Bu süreçte birçok haber odası doğruluk konusunda da giderek daha az dikkatli olmaya başladı. 11 Ekim 2023’te Bild gazetesi “Kafası kesilmiş bebekler” başlığını attı. İki hafta sonra ise, “Teröristler bir bebeği fırında mı yaktı?” manşeti vardı. Bu ve diğer sahte haberler, birçok Batı ülkesinin medyasına sızdı. Ancak sadece Almanya’da bu haberler tüm medya spektrumuna yayıldı: Sol taz’den sağcı Die Welt’e, Focus’tan ZDF’ye kadar bu yanlış haberler asla düzeltilmedi ve bazıları hâlâ yayında. Bu haberler, düşmanın tamamen insanlıktan çıkarılması gibi geri alınamaz zararlar oluşturdu.

Orta Doğu’da ve Alman Haber Odalarında Her Şey Mübah

7 Ekim’in dehşeti ve birçok medyanın bu olaydan çıkardığı sonuçlarla birlikte, artık her şey mübah görünüyordu. İsrail ordusu için bölgeyi bugün bile akıl almaz bir şiddetle kuşatma altında tutmak mümkün olurken, bu durumu haberleştirenler için de bu durum mübahlaştı. 7 Ekim’den sonra her tabunun aşılışını ve kuralların yerle bir edilişini sorgulayanlar, hızla “terör sempatizanı” olarak damgalandı. Heyecanlı köşe yazıları ve magazin manşetlerinde, 7 Ekim’in saldırganlarını “barbar” ya da “terörist” yerine sadece “savaşçı” veya “militan” olarak tanımlayan kamu yayıncıları şiddetle eleştirildi. 7 Ekim 2023’ün Orta Doğu çatışmasının başlangıcı olmadığını ve bu katliamların bir geçmişi olduğunu dile getiren gazeteciler birçok durumda tamamen “cancel”, yani iptal edildiler.

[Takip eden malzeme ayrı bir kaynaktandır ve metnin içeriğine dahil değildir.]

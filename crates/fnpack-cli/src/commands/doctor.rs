use std::path::Path;

use fnpack_core::{CONFIG_FILE, FnpackConfig, Manifest, ManifestStatus, ProjectLayout};
use fnpack_tools::{CheckResult, ToolDoctor};

pub async fn doctor(project_dir: Option<&Path>) -> anyhow::Result<()> {
    let root = super::project_root(project_dir)?;

    // Keep diagnosing with defaults when fnpack.toml is broken
    let (config, config_check) = match FnpackConfig::load(&root) {
        Ok(config) if root.join(CONFIG_FILE).exists() => (config, CheckResult::ok("Found")),
        Ok(config) => (config, CheckResult::ok("Not found, using defaults")),
        Err(e) => (FnpackConfig::default(), CheckResult::fail(&format!("{e:#}"))),
    };
    let layout = ProjectLayout::new(&root, &config);

    let mut report = ToolDoctor::new().check(&config).await;
    report.config_file = config_check;

    report.manifest = match Manifest::load(&layout.manifest) {
        Ok(manifest) => match manifest.status {
            ManifestStatus::Absent => {
                CheckResult::fail(&format!("{} not found", layout.manifest.display()))
            }
            ManifestStatus::Vacuous => CheckResult::ok("present, no dependencies"),
            ManifestStatus::Actionable { specifiers } => {
                CheckResult::ok(&format!("{} specifier(s)", specifiers.len()))
            }
        },
        Err(e) => CheckResult::fail(&e.to_string()),
    };

    report.source_dir = if layout.source_dir.is_dir() {
        CheckResult::ok(&layout.source_dir.display().to_string())
    } else {
        CheckResult::fail(&format!("{} not found", layout.source_dir.display()))
    };

    println!("{report}");

    if !report.all_passed() {
        anyhow::bail!("some checks failed, see above for details");
    }

    Ok(())
}
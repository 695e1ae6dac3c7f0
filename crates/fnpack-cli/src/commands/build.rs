use std::path::Path;

use fnpack_build::{Pipeline, Stage};
use fnpack_tools::{PipInstaller, ZipArchiver};

/// Run the full packaging pipeline and print its summary.
pub async fn build(project_dir: Option<&Path>, json: bool) -> anyhow::Result<()> {
    let project = super::load_project(project_dir)?;
    let installer = PipInstaller::new(project.config.install.clone());
    let archiver = ZipArchiver::new(project.config.archive.clone());
    let pipeline = Pipeline::new(project.layout, installer, archiver)
        .preview_entries(project.config.archive.preview_entries);

    let report = pipeline
        .run_with(|stage| {
            if json {
                return;
            }
            if let Some(line) = describe(stage) {
                println!("{line}");
            }
        })
        .await?;

    if json {
        println!("{}", serde_json::to_string_pretty(&report)?);
    } else {
        println!();
        print!("{}", report.archive);
    }

    Ok(())
}

/// Progress line for a completed transition.
fn describe(stage: &Stage) -> Option<String> {
    let line = match stage {
        Stage::Start | Stage::Done(_) => return None,
        Stage::Cleaned => "Workspace cleaned".to_owned(),
        Stage::ManifestChecked(manifest) => format!(
            "Manifest {}: {}",
            manifest.path.display(),
            manifest.status.label()
        ),
        Stage::DepsInstalled(manifest) => format!(
            "Installed dependencies from {} specifier(s)",
            manifest.specifiers().len()
        ),
        Stage::DepsSkipped(_) => "No dependencies to install".to_owned(),
        Stage::SourceCopied(assembled) => {
            format!("Copied {} source file(s)", assembled.source_files)
        }
        Stage::Archived(_) => "Archive created".to_owned(),
        Stage::Verified(_) => "Archive verified".to_owned(),
    };
    Some(line)
}
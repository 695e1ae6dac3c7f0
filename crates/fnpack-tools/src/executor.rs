use std::process::Stdio;

use crate::tool::{ToolCommand, ToolError};

/// Abstraction over external tool execution for testability.
///
/// Production code uses [`RealExecutor`], tests use mockall-generated mocks.
#[allow(async_fn_in_trait)]
pub trait ToolExecutor: Send + Sync {
    /// Execute a command and capture stdout.
    async fn exec(&self, cmd: &ToolCommand) -> Result<String, ToolError>;

    /// Execute a command, streaming its output to the terminal unchanged.
    ///
    /// Both of the tool's streams go to stderr, keeping stdout for fnpack's
    /// own summary.
    async fn exec_streaming(&self, cmd: &ToolCommand) -> Result<(), ToolError>;
}

/// Executor that spawns real processes.
pub struct RealExecutor;

impl RealExecutor {
    fn command(cmd: &ToolCommand) -> tokio::process::Command {
        let mut command = tokio::process::Command::new(&cmd.program);
        command.args(&cmd.args);
        if let Some(dir) = &cmd.current_dir {
            command.current_dir(dir);
        }
        command
    }
}

fn spawn_error(cmd: &ToolCommand, e: std::io::Error) -> ToolError {
    if e.kind() == std::io::ErrorKind::NotFound {
        ToolError::NotFound {
            program: cmd.program.clone(),
            source: e,
        }
    } else {
        ToolError::Launch {
            program: cmd.program.clone(),
            source: e,
        }
    }
}

impl ToolExecutor for RealExecutor {
    async fn exec(&self, cmd: &ToolCommand) -> Result<String, ToolError> {
        tracing::debug!(command = %cmd, "exec");

        let output = Self::command(cmd)
            .stdin(Stdio::null())
            .stdout(Stdio::piped())
            .stderr(Stdio::piped())
            .output()
            .await
            .map_err(|e| spawn_error(cmd, e))?;

        if output.status.success() {
            String::from_utf8(output.stdout).map_err(|e| ToolError::InvalidUtf8 {
                program: cmd.program.clone(),
                source: e,
            })
        } else {
            let stderr = String::from_utf8_lossy(&output.stderr);
            Err(ToolError::CommandFailed {
                program: cmd.program.clone(),
                args: cmd.args.clone(),
                detail: format!("{}: {}", output.status, stderr.trim()),
            })
        }
    }

    async fn exec_streaming(&self, cmd: &ToolCommand) -> Result<(), ToolError> {
        tracing::debug!(command = %cmd, "exec (streaming)");

        let status = Self::command(cmd)
            .stdin(Stdio::null())
            .stdout(Stdio::from(std::io::stderr()))
            .stderr(Stdio::inherit())
            .status()
            .await
            .map_err(|e| spawn_error(cmd, e))?;

        if status.success() {
            Ok(())
        } else {
            Err(ToolError::CommandFailed {
                program: cmd.program.clone(),
                args: cmd.args.clone(),
                detail: status.to_string(),
            })
        }
    }
}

Filistinlilere, Müslümanlara ve onların “solcu destekçilerine” yönelik bir nefreti körükleyenler sorunsuzca çalışmalarına devam edebildi. Gazetecilik standartlarını bir kenara bırakan ve haberlerini İsrail ordusunun basın bültenlerine göre şekillendirenler rahat bir şekilde ilerledi.

“Olanı Anlatın”dan “İsrail Ordusunun İddialarını Anlatın”a Dönüş

Alman Orta Doğu haberciliğindeki dengesizlik, gazetecilerin kimleri konuşturduklarında da kendini gösteriyor. Normalde gazetecilerin ilgili tüm taraflara söz hakkı tanıması gerekirken pratikte Alman medya izleyicileri bir yıldır genellikle İsrail tarafının seslerini duyuyor.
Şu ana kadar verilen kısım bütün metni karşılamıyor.